The reason why people are confused is that Adobe doesn’t release its proprietary push solution RTMP to BlazeDS. So, RTMP isn’t available as a channel in the BlazeDS configuration files. BlazeDS lives in a Servlet container and hence constrained by one-thread-per-connection limit whereas LCDS has NIO-based channels that can scale up to 1000s of requests. On the other hand, BlazeDS has the advantage that it’ll work over port 80/443, whereas LCDS will use some port for persistent connections that would require a firewall configuration. Once the servlet that implements BlazeDS is revved to support Comet Events under Tomcat 6, and then Jetty Continuations, then the long polling technique will be fine.

UPDATE: We are waiting for a solution that supports Comet Events under Tomcat 6. Then BlazeDS can be coupled to the Tomcat NIO HTTP listener and be able to scale as well as any NIO based server software.

I have learnt from this article that you can create a channel set in client side. So Flex can fail-over to other channels until it gets connected or the list is exhausted.
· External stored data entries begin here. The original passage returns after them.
//! Hierarchical binning shared by the tabix reader and search.
//!
//! Six levels partition [0, 2^29). Level 0 is a single bin covering the
//! whole range, every following level splits its parent window into 8 and
//! level 5 holds the 16 Kbp leaf windows.

/// log2 of the leaf window (16 Kbp)
pub const MIN_SHIFT: u32 = 14;

/// Index of the deepest level, there are `DEPTH + 1` levels
pub const DEPTH: u32 = 5;

/// First bin id of the leaf level
pub const LEAF_BIN_OFFSET: u32 = first_bin_of_level(DEPTH);

/// One past the last valid bin id
pub const MAX_BIN: u32 = first_bin_of_level(DEPTH + 1);

/// Largest position representable by the scheme (exclusive)
pub const MAX_POSITION: u64 = 1 << (MIN_SHIFT + 3 * DEPTH);

pub const fn first_bin_of_level(level: u32) -> u32
{
    ((1 << (3 * level)) - 1) / 7
}

/// Leaf bin of a 0-based position
pub const fn bin_for(pos: u64) -> u32
{
    LEAF_BIN_OFFSET + (pos >> MIN_SHIFT) as u32
}

/// Parent of `bin`. The root is its own parent.
pub const fn parent_bin(bin: u32) -> u32
{
    if bin == 0 {
        0
    } else {
        (bin - 1) >> 3
    }
}

pub const fn level_of(bin: u32) -> u32
{
    let mut level = 0;
    while level < DEPTH && bin >= first_bin_of_level(level + 1) {
        level += 1;
    }
    level
}

/// Linear index window where `bin` begins
pub const fn bottom_linear_index(bin: u32) -> usize
{
    let level = level_of(bin);
    ((bin - first_bin_of_level(level)) << (3 * (DEPTH - level))) as usize
}

/// Bin ids, on every level, that may hold records overlapping the 0-based
/// half-open range [begin, end). Only ids for which `present` returns true
/// are yielded, in ascending order.
pub fn overlapping_bins<F>(begin: u64, end: u64, present: F) -> Vec<u32>
where
    F: Fn(u32) -> bool,
{
    let begin = begin.min(MAX_POSITION - 1);
    let end = end.clamp(begin + 1, MAX_POSITION) - 1;

    let mut bins = Vec::new();
    for level in 0..=DEPTH {
        let first = first_bin_of_level(level) as u64;
        let shift = MIN_SHIFT + 3 * (DEPTH - level);
        let lo = first + (begin >> shift);
        let hi = first + (end >> shift);
        bins.extend((lo..=hi).map(|b| b as u32).filter(|b| present(*b)));
    }
    bins
}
Marc has put an effort to build a better data grid like a spreadsheet in Flex. (check this out)

Reference

Here are the references I used for this article

  1. Tuning Apache and Tomcat for Web 2.0 comet application
  2. Performance of Grids for Streaming DataThis shows you the performance numbers on various frontend technologies. Again, Flex shows us a good result.
  3. Are raining comets and threads? – Comet Daily
  4. Comet & Java: Threaded Vs Nonblocking IO
  5. JDK 1.6 uses epoll to implement NIO
  6. BlazeDS dev guide
  7. Achieve performance breakthrough using BlazeDSFarata System put an effort to write its NIO channel that runs on Jetty 7 and receive promising result.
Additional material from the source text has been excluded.